Gray Weser sandstone (Trendelburg sandstone)

The gray Weser sandstone fluctuates in color between light gray, purple, yellowish and brownish, contains hardly any mica and is therefore far less gap-free than the red Weser sandstone. Mainly bricks , cobblestones , steps , cross and gravestones as well as pig troughs and figurative works of art were made from it. Most of the time, however, it was processed into rubble stones.

Fossils

Fossil finds in the gray Weser sandstone are mainly of a vegetable kind, predominantly horsetail ( Equisetites mougeoti ), the landmarks of which are well preserved. They presumably existed on the banks of the red sandstone rivers, possibly also stable sandbanks over a longer period of time, from which they were torn off and washed away when the channels were relocated, in order to finally be embedded in the sediment at another point of the river course.

Dismantling

Red Weser sandstone quarry above the Hanoverian cliffs
Visitor quarry near Bad Karlshafen

Quarries in which specific stone qualities are mined in a targeted manner have only existed in the Weser sandstone area since the 19th century.
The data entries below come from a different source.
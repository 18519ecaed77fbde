//! Request and response shapes at the API boundary

use serde::{Deserialize, Serialize};
use serde_json::Value;

use crate::pipeline::CaptureSummary;
use crate::{Error, Message, Result};

/// A transcript to render
#[derive(Debug, Clone, PartialEq, Eq, Serialize, Deserialize)]
#[serde(rename_all = "camelCase")]
pub struct CaptureRequest {
    /// Messages in display order
    pub messages: Vec<Message>,
    /// Identity whose messages are drawn as the phone owner's
    pub current_user: String,
    /// Counterpart shown in the chat header
    pub contact_name: String,
    /// Accepted for compatibility; not used for layout
    #[serde(default, skip_serializing_if = "Option::is_none")]
    pub location: Option<String>,
}

impl CaptureRequest {
    /// Parse and validate a raw JSON body.
    pub fn from_json(body: &[u8]) -> Result<Self> {
        let value: Value =
            serde_json::from_slice(body).map_err(|e| Error::Validation(format!("Invalid JSON body: {}", e)))?;
        Self::from_value(value)
    }

    /// Validate an already-parsed JSON value.
    ///
    /// All of `messages`, `currentUser` and `contactName` must be present and
    /// non-empty; `messages` must be an array (it may have no elements).
    pub fn from_value(value: Value) -> Result<Self> {
        let obj = value
            .as_object()
            .ok_or_else(|| Error::Validation("Request body must be a JSON object".into()))?;

        if ["messages", "currentUser", "contactName"]
            .iter()
            .any(|field| !is_present(obj.get(*field)))
        {
            return Err(Error::Validation("Missing required fields".into()));
        }

        if !obj.get("messages").map(Value::is_array).unwrap_or(false) {
            return Err(Error::Validation("Field 'messages' must be an array.".into()));
        }

        serde_json::from_value(value).map_err(|e| Error::Validation(format!("Malformed request: {}", e)))
    }
}

fn is_present(value: Option<&Value>) -> bool {
    match value {
        None | Some(Value::Null) | Some(Value::Bool(false)) => false,
        Some(Value::String(s)) => !s.is_empty(),
        Some(_) => true,
    }
}

/// JSON body returned to the caller
#[derive(Debug, Clone, PartialEq, Eq, Serialize, Deserialize)]
#[serde(rename_all = "camelCase")]
pub struct CaptureResponse {
    pub success: bool,
    pub message: String,
    /// Chunks actually written
    #[serde(default, skip_serializing_if = "Option::is_none")]
    pub chunk_count: Option<usize>,
    #[serde(default, skip_serializing_if = "Option::is_none")]
    pub planned_count: Option<usize>,
    /// Session directory holding the chunks
    #[serde(default, skip_serializing_if = "Option::is_none")]
    pub location: Option<String>,
}

impl CaptureResponse {
    pub fn success(summary: &CaptureSummary) -> Self {
        Self {
            success: true,
            message: format!("Generated {} screenshots", summary.chunk_count),
            chunk_count: Some(summary.chunk_count),
            planned_count: Some(summary.planned_count),
            location: Some(summary.location.display().to_string()),
        }
    }

    pub fn failure(err: &Error) -> Self {
        let message = match err {
            Error::Validation(_) | Error::Slice { .. } => err.to_string(),
            other => format!("Error generating screenshots: {}", other),
        };
        Self {
            success: false,
            message,
            chunk_count: None,
            planned_count: None,
            location: None,
        }
    }

    /// Build the response and HTTP status for a pipeline outcome.
    pub fn from_result(result: &Result<CaptureSummary>) -> (u16, Self) {
        match result {
            Ok(summary) => (200, Self::success(summary)),
            Err(e) => (e.status_code(), Self::failure(e)),
        }
    }
}
use std::fmt;
use std::str::FromStr;

use chrono::{DateTime, NaiveDate, Utc};
use serde::{Deserialize, Serialize};

use super::record::{deserialize_some, patch_field};
use super::{Cents, Collection, Ledger, Record, RecordId, RecordKind, UserId};

/// Closed set of expense categories. Anything else is rejected on parse,
/// both from user text and from deserialized data.
#[derive(Debug, Clone, Copy, PartialEq, Eq, Hash, Serialize, Deserialize)]
#[serde(rename_all = "snake_case")]
pub enum ExpenseCategory {
    Groceries,
    Bills,
    CreditCard,
    Misc,
}

impl ExpenseCategory {
    pub const ALL: [ExpenseCategory; 4] = [
        ExpenseCategory::Groceries,
        ExpenseCategory::Bills,
        ExpenseCategory::CreditCard,
        ExpenseCategory::Misc,
    ];

    pub fn as_str(&self) -> &'static str {
        match self {
            ExpenseCategory::Groceries => "groceries",
            ExpenseCategory::Bills => "bills",
            ExpenseCategory::CreditCard => "credit_card",
            ExpenseCategory::Misc => "misc",
        }
    }

    /// Human-readable label for reports.
    pub fn label(&self) -> &'static str {
        match self {
            ExpenseCategory::Groceries => "Groceries",
            ExpenseCategory::Bills => "Bills",
            ExpenseCategory::CreditCard => "Credit Card",
            ExpenseCategory::Misc => "Miscellaneous",
        }
    }
}

impl fmt::Display for ExpenseCategory {
    fn fmt(&self, f: &mut fmt::Formatter<'_>) -> fmt::Result {
        write!(f, "{}", self.as_str())
    }
}

impl FromStr for ExpenseCategory {
    type Err = ParseCategoryError;

    fn from_str(s: &str) -> Result<Self, Self::Err> {
        match s.trim().to_lowercase().as_str() {
            "groceries" => Ok(ExpenseCategory::Groceries),
            "bills" => Ok(ExpenseCategory::Bills),
            "credit_card" => Ok(ExpenseCategory::CreditCard),
            "misc" => Ok(ExpenseCategory::Misc),
            _ => Err(ParseCategoryError(s.to_string())),
        }
    }
}

#[derive(Debug, Clone, PartialEq, Eq)]
pub struct ParseCategoryError(pub String);

impl fmt::Display for ParseCategoryError {
    fn fmt(&self, f: &mut fmt::Formatter<'_>) -> fmt::Result {
        write!(
            f,
            "unknown expense category '{}' (expected groceries, bills, credit_card or misc)",
            self.0
        )
    }
}

impl std::error::Error for ParseCategoryError {}

#[derive(Debug, Clone, PartialEq, Serialize, Deserialize)]
pub struct Expense {
    pub id: RecordId,
    pub user_id: UserId,
    pub category: ExpenseCategory,
    pub description: Option<String>,
    /// Amount in cents
    pub amount: Cents,
    pub expense_date: NaiveDate,
    pub created_at: DateTime<Utc>,
}

#[derive(Debug, Clone, PartialEq, Serialize, Deserialize)]
pub struct ExpenseDraft {
    pub user_id: UserId,
    pub category: ExpenseCategory,
    #[serde(default)]
    pub description: Option<String>,
    pub amount: Cents,
    pub expense_date: NaiveDate,
}

#[derive(Debug, Clone, Default, PartialEq, Serialize, Deserialize)]
#[serde(default)]
pub struct ExpensePatch {
    #[serde(skip_serializing_if = "Option::is_none")]
    pub user_id: Option<UserId>,
    #[serde(skip_serializing_if = "Option::is_none")]
    pub category: Option<ExpenseCategory>,
    /// `Some(None)` clears the description.
    #[serde(
        deserialize_with = "deserialize_some",
        skip_serializing_if = "Option::is_none"
    )]
    pub description: Option<Option<String>>,
    #[serde(skip_serializing_if = "Option::is_none")]
    pub amount: Option<Cents>,
    #[serde(skip_serializing_if = "Option::is_none")]
    pub expense_date: Option<NaiveDate>,
}

impl Record for Expense {
    type Draft = ExpenseDraft;
    type Patch = ExpensePatch;

    const KIND: RecordKind = RecordKind::Expense;

    fn from_draft(id: RecordId, created_at: DateTime<Utc>, draft: ExpenseDraft) -> Self {
        Self {
            id,
            user_id: draft.user_id,
            category: draft.category,
            description: draft.description,
            amount: draft.amount,
            expense_date: draft.expense_date,
            created_at,
        }
    }

    fn id(&self) -> RecordId {
        self.id
    }

    fn created_at(&self) -> DateTime<Utc> {
        self.created_at
    }

    fn apply(&mut self, patch: ExpensePatch) {
        patch_field(&mut self.user_id, patch.user_id);
        patch_field(&mut self.category, patch.category);
        patch_field(&mut self.description, patch.description);
        patch_field(&mut self.amount, patch.amount);
        patch_field(&mut self.expense_date, patch.expense_date);
    }

    fn collection(ledger: &Ledger) -> &Collection<Self> {
        &ledger.expenses
    }

    fn collection_mut(ledger: &mut Ledger) -> &mut Collection<Self> {
        &mut ledger.expenses
    }
}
Nevertheless, sandstones were used as a material for the construction of buildings such as the monastery in Helmarshausen or the Krukenburg as early as the High Middle Ages . They were dismantled in stone pits in the immediate vicinity of the building, regardless of the stone quality. The overburden that could not be used was moved to nearby Kummerhalden .

Only pits with high-quality stones became the starting point for later quarries, whose location close to the Weser and Diemel estuaries made it possible to load the hewn stones onto barges via chutes and to transport them up and down to the castle construction sites of the Weser Renaissance . Upstream of the Diemel, this was taken over by the Carlsbahn , the first railway in the Electorate of Hesse , from 1848 , and the Solling Railway along the Weser from 1873 . Quarries that could not use these transport routes were abandoned.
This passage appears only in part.